I hope you all have a happy Beltane and I hope you Wiccans will fuck off and stop giving Pagans a bad name.
Have a fruitful harvest or do it up the bum no babies, whatever just keep sending me the pictures.
10 comments:
you do know that a lot of these so called "Pole_Dancers" are really Latvians (*spit*) with delusions of grandeur?
That's a wooden spoon?
I thought it was a meat thermometer.
Is she done yet?
You're invited to the new Troll Meme, Knuddles. Starts manana.
....LOL.....
& What the hell is that black and blue thing?...
Knudsen, I do believe you have 1 more screw loose than i do....L...

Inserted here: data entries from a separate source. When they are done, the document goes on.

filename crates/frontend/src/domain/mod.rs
pub mod a001_category;
pub mod a002_product;
pub mod a003_sale;
pub mod a004_store_config;
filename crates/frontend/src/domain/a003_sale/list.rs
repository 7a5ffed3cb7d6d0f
use crate::shared::list::{FieldKind, FilterField, ListController, ListScreen};
use contracts::domain::a003_sale::Sale;

pub const PRODUCT: &str = "product";
pub const CATEGORY: &str = "category";
pub const DATE_FROM: &str = "date_from";
pub const DATE_TO: &str = "date_to";

/// Журнал продаж
pub struct SalesScreen;

impl ListScreen for SalesScreen {
    type Item = Sale;

    const NAME: &'static str = "sales";
    const PATH: &'static str = "/vendas/";
    const FIELDS: &'static [FilterField] = &[
        FilterField::new(PRODUCT, "produto", FieldKind::Reference),
        FilterField::new(CATEGORY, "categoria", FieldKind::Reference),
        FilterField::new(DATE_FROM, "data_inicio", FieldKind::Date),
        FilterField::new(DATE_TO, "data_fim", FieldKind::Date),
    ];

    fn amount(item: &Sale) -> f64 {
        item.valor_total
    }

    fn units(item: &Sale) -> f64 {
        item.quantidade as f64
    }
}

pub type SaleListController<T> = ListController<SalesScreen, T>;

#[cfg(test)]
mod tests {
    use super::*;
    use crate::shared::list::FilterValue;
    use crate::shared::testing::FakeTransport;
    use serde_json::json;

    #[tokio::test]
    async fn test_sales_totals_and_ticket() {
        let api = FakeTransport::new();
        let sales = SaleListController::new(api.clone(), 15);
        api.reply(json!({"count": 2, "results": [
            {"id": 1, "produto_nome": "A", "quantidade": 2, "valor_total": "100.00"},
            {"id": 2, "produto_nome": "B", "quantidade": 1, "valor_total": "50.00"}
        ]}));
        sales.refresh().await.unwrap();

        let totals = sales.current_aggregates();
        assert_eq!(totals.total_value, 150.0);
        assert_eq!(totals.total_units, 3.0);
        assert_eq!(totals.per_unit_average, 50.0);
        assert_eq!(totals.mean, 75.0);
    }

    #[tokio::test]
    async fn test_date_range_query() {
        let api = FakeTransport::new();
        let sales = SaleListController::new(api.clone(), 15);
        api.reply(json!([]));
        sales
            .set_filter(DATE_TO, FilterValue::Date("2024-06-30".into()))
            .await
            .unwrap();
        api.reply(json!([]));
        sales
            .set_filter(DATE_FROM, FilterValue::Date("2024-06-01".into()))
            .await
            .unwrap();

        assert_eq!(
            api.queries()[1],
            "data_inicio=2024-06-01&data_fim=2024-06-30&page=1&page_size=15"
        );
    }
}
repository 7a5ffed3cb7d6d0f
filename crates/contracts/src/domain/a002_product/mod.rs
pub mod aggregate;
pub mod stock_status;

pub use aggregate::{Product, ProductDto, ProductId};
pub use stock_status::{classify, StockStatus, LOW_STOCK_THRESHOLD};
pub mod aggregate;
pub mod postal_code;

pub use aggregate::{StoreConfig, BRAZILIAN_STATES};
pub use postal_code::{Address, PostalCode};
pub mod d400_store_stats;
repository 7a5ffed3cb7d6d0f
use crate::shared::list::{FieldKind, FilterField, FilterState, FilterValue, ListController, ListScreen};
use contracts::domain::a002_product::Product;

pub const SEARCH: &str = "search";
pub const CATEGORY: &str = "category";
pub const LOW_STOCK: &str = "low_stock";
pub const ACTIVE: &str = "active";

/// Каталог товаров
pub struct ProductsScreen;

impl ListScreen for ProductsScreen {
    type Item = Product;

    const NAME: &'static str = "products";
    const PATH: &'static str = "/produtos/";
    const FIELDS: &'static [FilterField] = &[
        FilterField::new(SEARCH, "busca", FieldKind::Text),
        FilterField::new(CATEGORY, "categoria", FieldKind::Reference),
        FilterField::new(LOW_STOCK, "estoque_baixo", FieldKind::Flag),
        FilterField::new(ACTIVE, "ativo", FieldKind::Flag),
    ];

    /// Only active products are listed until the filter is changed
    fn default_filters() -> FilterState {
        FilterState::new().with(ACTIVE, FilterValue::Flag(true))
    }

    fn amount(item: &Product) -> f64 {
        item.stock_value()
    }

    fn units(item: &Product) -> f64 {
        item.estoque.max(0) as f64
    }
}

pub type ProductListController<T> = ListController<ProductsScreen, T>;
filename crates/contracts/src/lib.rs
//! Shared DTOs and pure domain rules of the storefront console.
//!
//! Everything here mirrors the JSON the store's REST API exchanges; nothing in
//! this crate performs I/O.

pub mod dashboards;
pub mod domain;
pub mod shared;
pub mod usecases;
use super::builder::ReportFilterBuilder;
use crate::shared::api_utils::{get, ApiTransport};
use crate::shared::error::ConsoleResult;
use chrono::Utc;
use contracts::shared::list::ListResponse;
use contracts::usecases::u502_generate_report::AvailableReport;

/// PDF-отчёт, готовый к сохранению
#[derive(Debug, Clone, PartialEq)]
pub struct GeneratedReport {
    pub filename: String,
    pub bytes: Vec<u8>,
}

pub async fn fetch_available<A>(api: &A) -> ConsoleResult<Vec<AvailableReport>>
where
    A: ApiTransport + ?Sized,
{
    let list: ListResponse<AvailableReport> = get(api, "/relatorios/", "").await?;
    Ok(list.items)
}

pub async fn generate<A>(api: &A, filters: &ReportFilterBuilder) -> ConsoleResult<GeneratedReport>
where
    A: ApiTransport + ?Sized,
{
    let kind = filters.kind();
    let query = filters.query();
    tracing::info!("generating {} report ({})", kind.code(), query);

    let document = api.get_document(kind.path(), &query).await?;
    let filename = document
        .filename
        .unwrap_or_else(|| filters.suggested_filename(Utc::now()));
    Ok(GeneratedReport {
        filename,
        bytes: document.bytes,
    })
}

#[cfg(test)]
mod tests {
    use super::*;
    use crate::shared::api_utils::Document;
    use crate::shared::list::FilterValue;
    use crate::shared::testing::FakeTransport;
    use contracts::usecases::u502_generate_report::ReportKind;

    #[tokio::test]
    async fn test_sales_report_uses_derived_name_without_disposition() {
        let api = FakeTransport::new();
        api.reply_document(Document {
            bytes: b"%PDF".to_vec(),
            filename: None,
            content_type: Some("application/pdf".into()),
        });

        let mut filters = ReportFilterBuilder::new(ReportKind::Sales);
        filters
            .set("date_from", FilterValue::Date("2024-01-01".into()))
            .unwrap()
            .set("date_to", FilterValue::Date("2024-01-31".into()))
            .unwrap();
        let report = generate(&api, &filters).await.unwrap();

        assert_eq!(report.filename, "relatorio_vendas_2024-01-01_2024-01-31.pdf");
        assert_eq!(report.bytes, b"%PDF".to_vec());
        let call = &api.calls()[0];
        assert_eq!(call.path, "/relatorios/vendas/pdf/");
        assert_eq!(call.query, "data_inicio=2024-01-01&data_fim=2024-01-31");
    }

    #[tokio::test]
    async fn test_store_filename_wins() {
        let api = FakeTransport::new();
        api.reply_document(Document {
            bytes: vec![1, 2, 3],
            filename: Some("estoque.pdf".into()),
            content_type: None,
        });
        let filters = ReportFilterBuilder::new(ReportKind::Stock);
        let report = generate(&api, &filters).await.unwrap();
        assert_eq!(report.filename, "estoque.pdf");
    }
}
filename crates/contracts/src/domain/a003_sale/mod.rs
pub mod aggregate;

pub use aggregate::{Sale, SaleDto, SaleId};
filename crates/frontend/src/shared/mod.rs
pub mod api_utils;
pub mod config;
pub mod date_utils;
pub mod error;
pub mod list;
pub mod number_format;

#[cfg(test)]
pub mod testing;
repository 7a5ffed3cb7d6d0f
use serde::Deserialize;
use std::path::{Path, PathBuf};
use std::time::Duration;

/// Environment variable that overrides `api.base_url`
pub const API_URL_ENV: &str = "STOREFRONT_API_URL";

#[derive(Debug, Deserialize, Clone, PartialEq)]
pub struct Config {
    pub api: ApiConfig,
    #[serde(default)]
    pub lists: ListsConfig,
}

#[derive(Debug, Deserialize, Clone, PartialEq)]
pub struct ApiConfig {
    pub base_url: String,
    #[serde(default = "default_timeout_secs")]
    pub timeout_secs: u64,
}

impl ApiConfig {
    pub fn timeout(&self) -> Duration {
        Duration::from_secs(self.timeout_secs.max(1))
    }
}

#[derive(Debug, Deserialize, Clone, PartialEq)]
#[serde(default)]
pub struct ListsConfig {
    pub products_page_size: usize,
    pub sales_page_size: usize,
}

impl Default for ListsConfig {
    fn default() -> Self {
        Self {
            products_page_size: 12,
            sales_page_size: 15,
        }
    }
}

fn default_timeout_secs() -> u64 {
    30
}

/// Default configuration embedded in the binary
const DEFAULT_CONFIG: &str = r#"
[api]
base_url = "http://localhost:8000/api"
timeout_secs = 30

[lists]
products_page_size = 12
sales_page_size = 15
"#;

/// Load configuration
///
/// Search order:
/// 1. Explicit path (`--config`)
/// 2. config.toml next to the executable
/// 3. Falls back to embedded default config
///
/// `STOREFRONT_API_URL` is applied on top of whichever file was used.
pub fn load_config(explicit: Option<&Path>) -> anyhow::Result<Config> {
    let mut config: Config = match find_config_file(explicit)? {
        Some(path) => {
            tracing::info!("Loading config from: {}", path.display());
            let contents = std::fs::read_to_string(&path)?;
            toml::from_str(&contents)?
        }
        None => {
            tracing::info!("Using default embedded configuration");
            toml::from_str(DEFAULT_CONFIG)?
        }
    };

    if let Ok(url) = std::env::var(API_URL_ENV) {
        if !url.trim().is_empty() {
            tracing::info!("{} overrides api.base_url: {}", API_URL_ENV, url);
            config.api.base_url = url.trim().to_string();
        }
    }
    Ok(config)
}

fn find_config_file(explicit: Option<&Path>) -> anyhow::Result<Option<PathBuf>> {
    if let Some(path) = explicit {
        if !path.exists() {
            anyhow::bail!("config file not found: {}", path.display());
        }
        return Ok(Some(path.to_path_buf()));
    }

    if let Ok(exe_path) = std::env::current_exe() {
        if let Some(exe_dir) = exe_path.parent() {
            let config_path = exe_dir.join("config.toml");
            if config_path.exists() {
                return Ok(Some(config_path));
            }
            tracing::debug!("config.toml not found at: {}", config_path.display());
        }
    }
    Ok(None)
}

#[cfg(test)]
mod tests {
    use super::*;

    #[test]
    fn test_default_config_loads() {
        let config: Result<Config, _> = toml::from_str(DEFAULT_CONFIG);
        assert!(config.is_ok());
        let config = config.unwrap();
        assert_eq!(config.api.base_url, "http://localhost:8000/api");
        assert_eq!(config.api.timeout(), Duration::from_secs(30));
        assert_eq!(config.lists, ListsConfig::default());
    }

    #[test]
    fn test_lists_section_is_optional() {
        let config: Config = toml::from_str(
            r#"
            [api]
            base_url = "https://loja.example.com/api"
            "#,
        )
        .unwrap();
        assert_eq!(config.api.timeout_secs, 30);
        assert_eq!(config.lists.products_page_size, 12);
        assert_eq!(config.lists.sales_page_size, 15);
    }

    #[test]
    fn test_missing_explicit_file_is_an_error() {
        assert!(load_config(Some(Path::new("/nonexistent/console.toml"))).is_err());
    }

    #[test]
    fn test_explicit_file_is_loaded() {
        let path = std::env::temp_dir().join(format!("storefront-{}.toml", std::process::id()));
        std::fs::write(
            &path,
            r#"
            [api]
            base_url = "https://loja.example.com/api"
            timeout_secs = 5

            [lists]
            products_page_size = 24
            sales_page_size = 50
            "#,
        )
        .unwrap();

        let config = load_config(Some(&path));
        let _ = std::fs::remove_file(&path);
        let config = config.unwrap();
        assert_eq!(config.api.timeout_secs, 5);
        assert_eq!(config.lists.products_page_size, 24);
        assert_eq!(config.lists.sales_page_size, 50);
    }
}
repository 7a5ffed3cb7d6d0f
pub mod request;

pub use request::{AvailableReport, ReportKind};
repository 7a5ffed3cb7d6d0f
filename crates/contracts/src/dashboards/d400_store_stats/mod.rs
pub mod dto;
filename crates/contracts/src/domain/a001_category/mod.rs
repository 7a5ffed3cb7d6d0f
pub mod aggregate;

pub use aggregate::{Category, CategoryDto, CategoryId};
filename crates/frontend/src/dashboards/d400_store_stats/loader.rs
//! Dashboard data with the same latest-request-wins rule as the list screens

use super::api;
use crate::shared::api_utils::ApiTransport;
use crate::shared::error::{ConsoleError, ConsoleResult};
use contracts::dashboards::d400_store_stats::dto::{
    DashboardSnapshot, DEFAULT_CHART_DAYS, DEFAULT_TOP_PRODUCTS,
};
use std::cell::RefCell;

struct StatsState {
    days: u32,
    limit: u32,
    snapshot: Option<DashboardSnapshot>,
    issued_seq: u64,
    settled_seq: u64,
    error: Option<ConsoleError>,
}

pub struct StatsLoader<T: ApiTransport> {
    transport: T,
    state: RefCell<StatsState>,
}

impl<T: ApiTransport> StatsLoader<T> {
    pub fn new(transport: T) -> Self {
        Self {
            transport,
            state: RefCell::new(StatsState {
                days: DEFAULT_CHART_DAYS,
                limit: DEFAULT_TOP_PRODUCTS,
                snapshot: None,
                issued_seq: 0,
                settled_seq: 0,
                error: None,
            }),
        }
    }

    /// Период графика продаж (`dias`) и размер топа товаров (`limite`)
    pub async fn load(&self, days: u32, limit: u32) -> ConsoleResult<()> {
        if days == 0 || limit == 0 {
            return Err(ConsoleError::Validation(
                "days and limit must be greater than zero".into(),
            ));
        }
        {
            let mut st = self.state.borrow_mut();
            st.days = days;
            st.limit = limit;
        }
        self.refresh().await
    }

    pub async fn set_days(&self, days: u32) -> ConsoleResult<()> {
        let limit = self.state.borrow().limit;
        self.load(days, limit).await
    }

    /// Загрузить все блоки дашборда. Ответ применяется, только если за это
    /// время не был выпущен более новый запрос.
    pub async fn refresh(&self) -> ConsoleResult<()> {
        let (seq, days, limit) = {
            let mut st = self.state.borrow_mut();
            st.issued_seq += 1;
            (st.issued_seq, st.days, st.limit)
        };
        tracing::debug!("dashboard: fetch #{} (dias={}, limite={})", seq, days, limit);

        let transport = &self.transport;
        let (stats, daily, top, by_category) = tokio::join!(
            api::fetch_stats(transport),
            api::fetch_daily_sales(transport, days),
            api::fetch_top_products(transport, limit),
            api::fetch_sales_by_category(transport),
        );
        let result = match (stats, daily, top, by_category) {
            (Ok(stats), Ok(daily_sales), Ok(top_products), Ok(by_category)) => {
                Ok(DashboardSnapshot {
                    stats,
                    daily_sales,
                    top_products,
                    by_category,
                })
            }
            (Err(e), _, _, _) | (_, Err(e), _, _) | (_, _, Err(e), _) | (_, _, _, Err(e)) => Err(e),
        };

        let mut st = self.state.borrow_mut();
        if seq != st.issued_seq {
            tracing::debug!("dashboard: discarding response #{}", seq);
            return Ok(());
        }
        st.settled_seq = seq;
        match result {
            Ok(snapshot) => {
                st.snapshot = Some(snapshot);
                st.error = None;
                Ok(())
            }
            Err(e) => {
                tracing::warn!("dashboard: fetch #{} failed: {}", seq, e);
                st.error = Some(e.clone());
                Err(e)
            }
        }
    }

    /// Последние успешно загруженные данные
    pub fn snapshot(&self) -> Option<DashboardSnapshot> {
        self.state.borrow().snapshot.clone()
    }

    pub fn error(&self) -> Option<ConsoleError> {
        self.state.borrow().error.clone()
    }

    pub fn is_loading(&self) -> bool {
        let st = self.state.borrow();
        st.settled_seq != st.issued_seq
    }
}
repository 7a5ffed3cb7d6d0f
//! Storefront console: list controllers, reports and store settings over the
//! store's REST API.

pub mod app;
pub mod cli;
pub mod dashboards;
pub mod domain;
pub mod shared;
pub mod usecases;

pub use app::Console;
pub use shared::error::{ConsoleError, ConsoleResult};
use crate::domain::common::AggregateRoot;
use crate::shared::lenient::count_or_zero;
use serde::{Deserialize, Serialize};

pub type CategoryId = i64;

fn default_true() -> bool {
    true
}

// ============================================================================
// Aggregate Root
// ============================================================================
#[derive(Debug, Clone, PartialEq, Serialize, Deserialize)]
pub struct Category {
    pub id: CategoryId,

    #[serde(default)]
    pub nome: String,

    #[serde(default)]
    pub descricao: Option<String>,

    #[serde(default = "default_true")]
    pub ativo: bool,

    #[serde(default)]
    pub criado_em: Option<String>,

    /// Количество активных товаров категории (считается сервером)
    #[serde(default, deserialize_with = "count_or_zero")]
    pub produtos_count: i64,
}

impl AggregateRoot for Category {
    type Id = CategoryId;

    fn id(&self) -> Self::Id {
        self.id
    }

    fn collection_name() -> &'static str {
        "categorias"
    }
}

// ============================================================================
// DTO
// ============================================================================
#[derive(Debug, Clone, PartialEq, Serialize, Deserialize)]
pub struct CategoryDto {
    pub nome: String,
    #[serde(default, skip_serializing_if = "Option::is_none")]
    pub descricao: Option<String>,
    #[serde(default = "default_true")]
    pub ativo: bool,
}

impl Default for CategoryDto {
    fn default() -> Self {
        Self {
            nome: String::new(),
            descricao: None,
            ativo: true,
        }
    }
}

impl CategoryDto {
    pub fn validate(&self) -> Result<(), String> {
        if self.nome.trim().is_empty() {
            return Err("O nome da categoria é obrigatório".into());
        }
        if self.nome.chars().count() > 100 {
            return Err("O nome da categoria não pode exceder 100 caracteres".into());
        }
        Ok(())
    }
}

impl From<&Category> for CategoryDto {
    fn from(c: &Category) -> Self {
        Self {
            nome: c.nome.clone(),
            descricao: c.descricao.clone(),
            ativo: c.ativo,
        }
    }
}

But anyway,....Happy Meyday Meyday!
Absolutely brilliant.
Well done Knudsen it's time those Wiccans were exposed.
Hello Knudsen!!
Just stopped by to tell you: I was standing in line at Starbucks this morning, and was a little stunned when the sweet but perverted older uhmm......"gentleman?" standing behind me grabbed my ass. I turned around, thinking it was some kid, but there he was shameless with a big devilish grin on his face. What else could I do but smile? I guess he assumed, from my reaction that he was gonna score...L....
But, anyway I thought of you for some reason and was wishing you a fine morning, living it up somewhere with your own coffee and a hand~full of ass........
(You guys get away with everything!!)
On fire as usual. Out here on this rock where we live, they put up flags for some damn reason - this upset the pagans AND the socialists. Another co-opted holiday.
Sure hope she throws that spoon away...........
Ka-Chow!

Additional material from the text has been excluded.